Габриэль. И с полным основанием.
Петроний. Что ж это за сумасшествие — самим отдать дочь более чем прокаженному!
Габриэль. Более чем сумасшествие. Если вельможа желает вырастить щенков, спрашивается, подпустит ли он к суке хороших кровей паршивого и безродного пса?
Петроний. Напротив, примет все меры, чтобы и кобеля подобрать как можно благороднее, — иначе родятся ублюдки.
Габриэль. А если бы начальник пожелал увеличить конницу, неужели подпустил бы к отличной кобыле больного и выродившегося жеребца?
Петроний. Больного он не потерпел бы и в общей конюшне — чтобы болезнь не перекинулась на других лошадей.
Габриэль. И в то же время они не считают важным, кого подпустить к дочери и от кого родятся дети, которым предстоит не только унаследовать все их состояние, но и управлять государством?
Петроний. Даже мужик не всякого быка допустит к корове, не всякого жеребца случит с кобылою, не всякого хряка со свиньею: ведь иной бык предназначен для плуга, жеребец для телеги, а хряк для кухни.
Габриэль. Взгляни, как превратны человеческие суждения! Если какой-нибудь плебей насильно поцелует патрицианскую девушку, считают, что это обида, за которую должно мстить войною.
Петроний. Беспощадной войною.
Габриэль. И сами, добровольно, все зная, все понимая, отдают самое дорогое, что у них есть, презренному выродку! Это преступление и частное, против собственной семьи, и общественное, против сограждан и всего государства.
Петроний. Если жених, в остальном здоровый, чуть прихрамывает, как трудно ему найти невесту!

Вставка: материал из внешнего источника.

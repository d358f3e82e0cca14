//! Reverting a revision back into the live store

use std::collections::{HashMap, HashSet};
use std::time::Instant;

use revkeep_core_types::{ObjectKey, ObjectRef, RevisionId, TypeName};

use crate::closure::{follow_relationships, FollowOptions};
use crate::codec;
use crate::errors::{Result, RevkeepError};
use crate::registry::Registry;
use crate::store::{LifecycleHooks, RecordStore, VersionStore};
use crate::{log_op_end, log_op_error, log_op_start};

/// What a revert touched
#[derive(Debug, Clone, Default, PartialEq, Eq)]
pub struct RevertReport {
    /// Objects written back, one per version of the revision
    pub restored: Vec<ObjectRef>,
    /// Objects deleted because they were not part of the revision
    pub deleted: Vec<ObjectRef>,
}

/// Restore every object of a revision to its recorded state
///
/// Each version's fragments are written back least-derived first, merged
/// over the live record when it still exists. With `delete`, objects that
/// are now related to the restored set but were not part of the revision
/// are deleted. All writes go through `hooks`, so a revert performed inside
/// an active scope is itself versioned.
///
/// # Errors
///
/// - `RevisionNotFound` if the revision does not exist
/// - decoding, traversal and store errors
pub fn revert_revision<S, H>(
    registry: &Registry,
    store: &mut S,
    hooks: &mut H,
    revision: RevisionId,
    delete: bool,
) -> Result<RevertReport>
where
    S: RecordStore + VersionStore,
    H: LifecycleHooks,
{
    log_op_start!("revert_revision", revision_id = revision.get(), delete = delete);
    let start = Instant::now();

    let result = revert_impl(registry, store, hooks, revision, delete);
    let duration_ms = start.elapsed().as_millis() as u64;
    match &result {
        Ok(report) => {
            log_op_end!(
                "revert_revision",
                duration_ms = duration_ms,
                restored_count = report.restored.len(),
                deleted_count = report.deleted.len()
            );
        }
        Err(err) => {
            log_op_error!("revert_revision", err.clone(), duration_ms = duration_ms);
        }
    }
    result
}

fn revert_impl<S, H>(
    registry: &Registry,
    store: &mut S,
    hooks: &mut H,
    revision: RevisionId,
    delete: bool,
) -> Result<RevertReport>
where
    S: RecordStore + VersionStore,
    H: LifecycleHooks,
{
    let catalog = registry.catalog();
    if store.revision(revision)?.is_none() {
        return Err(RevkeepError::RevisionNotFound {
            revision_id: revision.get(),
        });
    }
    let versions = store.revision_versions(revision)?;

    let mut report = RevertReport::default();
    for version in &versions {
        let mut fragments = codec::decode_version(version)?;
        fragments.sort_by_key(|fragment| catalog.depth(&fragment.type_name));
        for fragment in fragments {
            let mut record = match store.get(&fragment.type_name, fragment.key)? {
                Some(mut live) => {
                    live.fields.extend(fragment.fields);
                    live
                }
                None => fragment.into_record(),
            };
            store.save_with(&mut record, hooks)?;
        }
        report.restored.push(version.object_ref());
    }

    if !delete {
        return Ok(report);
    }

    let mut restored_records = Vec::new();
    for object in &report.restored {
        if let Some(record) = store.get(&object.type_name, object.key)? {
            restored_records.push(record);
        }
    }
    let restored_slots: HashSet<(TypeName, ObjectKey)> = report
        .restored
        .iter()
        .map(|o| (catalog.storage_type(&o.type_name), o.key))
        .collect();

    let mut scratch = HashMap::new();
    let current = follow_relationships(
        registry,
        &*store,
        restored_records,
        FollowOptions::default(),
        &mut scratch,
    )?;
    for (object, entry) in current {
        if restored_slots.contains(&(catalog.storage_type(&object.type_name), object.key)) {
            continue;
        }
        if store.contains(&object.type_name, object.key)? {
            store.delete_with(&entry.record, hooks)?;
            report.deleted.push(object);
        }
    }
    Ok(report)
}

И только этот порок не в счет при помолвке.
Габриэль. Если кто отдал дочку в услужение францисканцу — какое возмущение, сколько слез о худо пристроенной девице! Но у нее здоровый и крепкий муж, хоть и под рясою, а та весь свой век проводит с полуживым трупом. Если девушка выходит за священника, шутят, что она окунулась в елей; но та узнает мази куда похуже елея[517]
.Петроний. Враги так не поступают с пленницами, пираты — с девушками, которых находят на борту захваченного судна, а родители поступают так с единственною дочерью, и власти не назначат над ними опеки!

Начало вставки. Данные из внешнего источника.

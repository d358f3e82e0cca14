//! Names of structured log fields and operation events
//!
//! The logging macros and the test capture layer read these, and log
//! consumers can match on them. Renaming one is a breaking change.

/// Emitting module path
pub const FIELD_COMPONENT: &str = "component";
/// Operation name, e.g. `commit_revision`
pub const FIELD_OP: &str = "op";
/// One of [`EVENT_START`], [`EVENT_END`], [`EVENT_END_ERROR`]
pub const FIELD_EVENT: &str = "event";
pub const FIELD_DURATION_MS: &str = "duration_ms";

pub const FIELD_REVISION_ID: &str = "revision_id";
pub const FIELD_TYPE_NAME: &str = "type_name";
pub const FIELD_OBJECT_KEY: &str = "object_key";
/// Versions in a revision draft
pub const FIELD_VERSION_COUNT: &str = "version_count";
/// Objects reached by a relationship closure
pub const FIELD_CLOSURE_LEN: &str = "closure_len";

/// Debug rendering of the error kind
pub const FIELD_ERR_KIND: &str = "err_kind";
/// Stable `ERR_*` code
pub const FIELD_ERR_CODE: &str = "err_code";

pub const EVENT_START: &str = "start";
pub const EVENT_END: &str = "end";
pub const EVENT_END_ERROR: &str = "end_error";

Габриэль. Как поможет помешанному врач, когда он сам помешан?
Петроний. И удивительно, что государи, чья обязанность — заботиться о подданных хотя бы телесно, то есть прежде всего — об их здоровье, здесь никаких средств не изобретают. Страшная зараза овладела большою частью мира, а они преспокойно храпят, будто это их не касается.
Габриэль. О государях, Петроний, надо говорить с благоговением. Но придвинь-ка ухо, я шепну тебе три слова.
Петроний. Какое несчастье! Хоть бы ты оказался лживым пророком!
Габриэль. Сколько, по-твоему, разных болезней от отравленного тысячею разных способов вина?
Петроний. Бесчисленное множество, если верить врачам.
Габриэль. А городские власти что же — дремлют?
Петроний. Нет, они глядят во все глаза, но только — когда взимают налоги.
Габриэль. Та, что сознательно выходит за больного, может быть, и заслуживает своего несчастья, которое сама на себя навлекла; и будь я государем, я бы удалял из города обоих супругов. Но если женщина вышла за больного этою чумой, который, однако же, притворялся здоровым, я, вручи мне кто-нибудь папскую власть, расторгнул бы этот брак, хотя бы и тысяча договоров его скрепляла.
Петроний. На каком основании? Брак, заключенный по всем правилам, человеком расторгнут быть не может.